//! Domain event trait and the stored event form.
//!
//! Events are named, immutable, serializable facts. A domain event type
//! carries a stable type tag ([`DomainEvent::EVENT_TYPE`]) used for handler
//! dispatch and storage routing; payloads are serialized with `bincode` for
//! compact binary storage, with optional JSON metadata alongside.
//!
//! # Event Naming Convention
//!
//! The type tag should be a stable string with a version suffix so event
//! schemas can evolve over time:
//!
//! - `"OrderPlaced.v1"`
//! - `"OrderShipped.v2"` (after a schema change)

use serde::{Deserialize, Serialize, de::DeserializeOwned};
use std::fmt;
use thiserror::Error;

/// Error types for event encoding and decoding.
#[derive(Error, Debug)]
pub enum EventError {
    /// Failed to serialize an event to bytes.
    #[error("Failed to serialize event: {0}")]
    Serialization(String),

    /// Failed to deserialize an event from bytes.
    #[error("Failed to deserialize event: {0}")]
    Deserialization(String),

    /// A recorded event was decoded as the wrong domain event type.
    #[error("Event type mismatch: expected '{expected}', found '{found}'")]
    TypeMismatch {
        /// The type tag the caller asked to decode.
        expected: &'static str,
        /// The type tag actually recorded.
        found: String,
    },
}

/// An immutable domain fact that can be recorded in a commit and replayed
/// to reconstruct aggregate state.
///
/// The type tag is an associated constant (not a method) so that handler
/// registries can key on an event type without holding an instance.
///
/// # Examples
///
/// ```
/// use commitstream_core::event::DomainEvent;
/// use serde::{Serialize, Deserialize};
///
/// #[derive(Clone, Debug, Serialize, Deserialize)]
/// struct OrderPlaced {
///     order_id: String,
///     total_cents: u64,
/// }
///
/// impl DomainEvent for OrderPlaced {
///     const EVENT_TYPE: &'static str = "OrderPlaced.v1";
/// }
/// ```
pub trait DomainEvent: Serialize + DeserializeOwned + Send + Sync + 'static {
    /// Stable type tag for this event, including a schema version suffix.
    const EVENT_TYPE: &'static str;

    /// Serialize this event to bincode bytes.
    ///
    /// # Errors
    ///
    /// Returns [`EventError::Serialization`] if the payload cannot be
    /// serialized (rare with bincode).
    fn to_bytes(&self) -> Result<Vec<u8>, EventError> {
        bincode::serialize(self).map_err(|e| EventError::Serialization(e.to_string()))
    }

    /// Deserialize an event from bincode bytes.
    ///
    /// # Errors
    ///
    /// Returns [`EventError::Deserialization`] if the bytes are corrupt or
    /// were produced by an incompatible schema.
    fn from_bytes(bytes: &[u8]) -> Result<Self, EventError> {
        bincode::deserialize(bytes).map_err(|e| EventError::Deserialization(e.to_string()))
    }
}

/// The stored form of a domain event: type tag, bincode payload, and
/// optional metadata.
///
/// A recorded event carries no identity beyond its position in the commit
/// stream. Common metadata fields:
/// - `correlation_id`: links related events across aggregates
/// - `causation_id`: links cause-and-effect events
/// - `user_id`: the actor who triggered the event
#[derive(Clone, Debug, PartialEq, Serialize, Deserialize)]
pub struct RecordedEvent {
    /// The event type tag (e.g. `"OrderPlaced.v1"`).
    event_type: String,

    /// The bincode-serialized event payload.
    data: Vec<u8>,

    /// Optional opaque metadata; never interpreted by the core.
    metadata: Option<serde_json::Value>,
}

impl RecordedEvent {
    /// Create a recorded event from raw parts.
    #[must_use]
    pub const fn new(
        event_type: String,
        data: Vec<u8>,
        metadata: Option<serde_json::Value>,
    ) -> Self {
        Self {
            event_type,
            data,
            metadata,
        }
    }

    /// Record a typed domain event.
    ///
    /// # Errors
    ///
    /// Returns [`EventError::Serialization`] if the payload cannot be
    /// serialized.
    pub fn from_event<E: DomainEvent>(
        event: &E,
        metadata: Option<serde_json::Value>,
    ) -> Result<Self, EventError> {
        Ok(Self {
            event_type: E::EVENT_TYPE.to_string(),
            data: event.to_bytes()?,
            metadata,
        })
    }

    /// Decode the payload back into a typed domain event.
    ///
    /// # Errors
    ///
    /// Returns [`EventError::TypeMismatch`] if this record carries a
    /// different event type, or [`EventError::Deserialization`] if the
    /// payload cannot be decoded.
    pub fn decode<E: DomainEvent>(&self) -> Result<E, EventError> {
        if self.event_type != E::EVENT_TYPE {
            return Err(EventError::TypeMismatch {
                expected: E::EVENT_TYPE,
                found: self.event_type.clone(),
            });
        }
        E::from_bytes(&self.data)
    }

    /// The event type tag.
    #[must_use]
    pub fn event_type(&self) -> &str {
        &self.event_type
    }

    /// The raw serialized payload.
    #[must_use]
    pub fn data(&self) -> &[u8] {
        &self.data
    }

    /// The optional metadata attached at record time.
    #[must_use]
    pub const fn metadata(&self) -> Option<&serde_json::Value> {
        self.metadata.as_ref()
    }
}

impl fmt::Display for RecordedEvent {
    fn fmt(&self, f: &mut fmt::Formatter<'_>) -> fmt::Result {
        write!(
            f,
            "RecordedEvent {{ type: {}, size: {} bytes }}",
            self.event_type,
            self.data.len()
        )
    }
}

Problem to work on:
Once you reach the line that contains "into a typed domain event.", transcribe it and all remaining lines of the listing exactly; skip everything before it.

Exercise solution:
    /// Decode the payload back into a typed domain event.
    ///
    /// # Errors
    ///
    /// Returns [`EventError::TypeMismatch`] if this record carries a
    /// different event type, or [`EventError::Deserialization`] if the
    /// payload cannot be decoded.
    pub fn decode<E: DomainEvent>(&self) -> Result<E, EventError> {
        if self.event_type != E::EVENT_TYPE {
            return Err(EventError::TypeMismatch {
                expected: E::EVENT_TYPE,
                found: self.event_type.clone(),
            });
        }
        E::from_bytes(&self.data)
    }

    /// The event type tag.
    #[must_use]
    pub fn event_type(&self) -> &str {
        &self.event_type
    }

    /// The raw serialized payload.
    #[must_use]
    pub fn data(&self) -> &[u8] {
        &self.data
    }

    /// The optional metadata attached at record time.
    #[must_use]
    pub const fn metadata(&self) -> Option<&serde_json::Value> {
        self.metadata.as_ref()
    }
}

impl fmt::Display for RecordedEvent {
    fn fmt(&self, f: &mut fmt::Formatter<'_>) -> fmt::Result {
        write!(
            f,
            "RecordedEvent {{ type: {}, size: {} bytes }}",
            self.event_type,
            self.data.len()
        )
    }
}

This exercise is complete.